Enhancement of methanol resistance of Yarrowia lipolytica lipase 2 using β-cyclodextrin as an additive: Insights from experiments and molecular dynamics simulation

- Methanol resistance of lipase is increased by utilizing β-cyclodextrin.
- Experimental and computational results correspond well.
- Mechanism of methanol resistance of lipase with β-cyclodextrin is revealed.
- Conformation of lipase in methanol is stabilized by β-cyclodextrin.
- β-cyclodextrin and lipase interact through hydrogen bond.

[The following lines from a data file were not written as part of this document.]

//! `item`: one entity with its neighbours and field values.

use std::path::Path;
use std::sync::Arc;

use anyhow::Context;
use serde_json::Value;

use super::{load_entities, render};
use crate::cli::parser::{EntityKind, ItemArgs};
use crate::error::AppResult;
use crate::models::Entity;
use crate::repositories::EntityRepository;
use crate::state::AppState;
use crate::usecases::{EntityUseCases, RequestContext};

pub struct ItemCommandHandler {
    state: AppState,
}

impl ItemCommandHandler {
    pub fn new(state: AppState) -> Self {
        Self { state }
    }

    pub async fn execute(&self, args: &ItemArgs) -> AppResult<String> {
        let source = &args.source;
        let ctx = self
            .state
            .context(&source.user, source.business_type.as_deref());
        let repos = &self.state.repositories;
        let uc = &self.state.use_cases;
        let data = source.data.as_path();
        let id = args.id.as_str();

        let item = match source.entity {
            EntityKind::Subscription => {
                item_page(&repos.subscriptions, &uc.subscriptions, &ctx, data, id).await?
            }
            EntityKind::License => item_page(&repos.licenses, &uc.licenses, &ctx, data, id).await?,
            EntityKind::Invoice => item_page(&repos.invoices, &uc.invoices, &ctx, data, id).await?,
            EntityKind::Balance => item_page(&repos.balances, &uc.balances, &ctx, data, id).await?,
            EntityKind::PaymentMethod => {
                item_page(&repos.payment_methods, &uc.payment_methods, &ctx, data, id).await?
            }
            EntityKind::Workspace => {
                item_page(&repos.workspaces, &uc.workspaces, &ctx, data, id).await?
            }
            EntityKind::Role => item_page(&repos.roles, &uc.roles, &ctx, data, id).await?,
        };
        render(&item, source.compact)
    }
}

async fn item_page<E: Entity>(
    repo: &Arc<dyn EntityRepository<E>>,
    use_cases: &EntityUseCases<E>,
    ctx: &RequestContext,
    data: &Path,
    id: &str,
) -> AppResult<Value> {
    load_entities(repo, data).await?;
    let item = use_cases.item_page_data.execute(ctx, id).await?;
    Ok(serde_json::to_value(&item).context("Failed to serialize item")?)
}

#[cfg(test)]
mod tests {
    use super::*;
    use crate::cli::handlers::test_support::{data_file, state};
    use crate::cli::parser::SourceArgs;
    use crate::error::AppError;
    use crate::models::fixtures::workspace;

    fn args(data: &Path, id: &str) -> ItemArgs {
        ItemArgs {
            source: SourceArgs {
                entity: EntityKind::Workspace,
                data: data.to_path_buf(),
                user: "admin".to_string(),
                business_type: None,
                compact: false,
            },
            id: id.to_string(),
        }
    }

    #[tokio::test]
    async fn test_item_with_neighbours() {
        let dir = tempfile::tempdir().unwrap();
        let data = data_file(
            &dir,
            "workspaces.json",
            &[
                workspace("ws-1", "North Gym", "fitness_center"),
                workspace("ws-2", "Hill School", "education"),
                workspace("ws-3", "Acme", "default"),
            ],
        );

        let out = ItemCommandHandler::new(state())
            .execute(&args(&data, "ws-2"))
            .await
            .unwrap();
        let item: Value = serde_json::from_str(&out).unwrap();
        assert_eq!(item["item"]["slug"], "hill-school");
        assert_eq!(item["position"], 2);
        assert_eq!(item["previous_id"], "ws-1");
        assert_eq!(item["next_id"], "ws-3");
        assert_eq!(item["total"], 3);
    }

    #[tokio::test]
    async fn test_missing_item() {
        let dir = tempfile::tempdir().unwrap();
        let data = data_file(&dir, "workspaces.json", &[workspace("ws-1", "Acme", "default")]);
        let result = ItemCommandHandler::new(state())
            .execute(&args(&data, "ws-9"))
            .await;
        assert!(matches!(result, Err(AppError::NotFound { .. })));
    }
}
use shadow_rs::ShadowBuilder;

fn main() {
    ShadowBuilder::builder()
        .build()
        .expect("Failed to generate build metadata");
}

The methanol resistance of lipase is a critical parameter in enzymatic biodiesel production. In the present work, the methanol resistance of Yarrowia lipolytica Lipase 2 (YLLIP2) was significantly improved using β-cyclodextrin (β-CD) as an additive. According to the results, YLLIP2 with β-CD exhibited approximately 7000 U/mg specific activity in 30 wt% methanol for 60 min compared with no activity without β-CD under the same conditions. Molecular dynamics (MD) simulation results indicated that the β-CD molecules weakened the conformational change of YLLIP2 and maintained a semi-open state of the lid by overcoming the interference caused by methanol molecules. Furthermore, the β-CD molecule could directly stabilize “pathway” regions (e.g., Asp61-Asp67) and indirectly stabilize “pathway” regions (e.g., Gly44-Phe50) by forming hydrogen bonds with “pathway” regions and nearby “pathway” regions, respectively. The regions stabilized by the β-CD molecule then prevented the closure of active pockets, thus retaining the enzymatic activity of YLLIP2 with β-CD in methanol solvent.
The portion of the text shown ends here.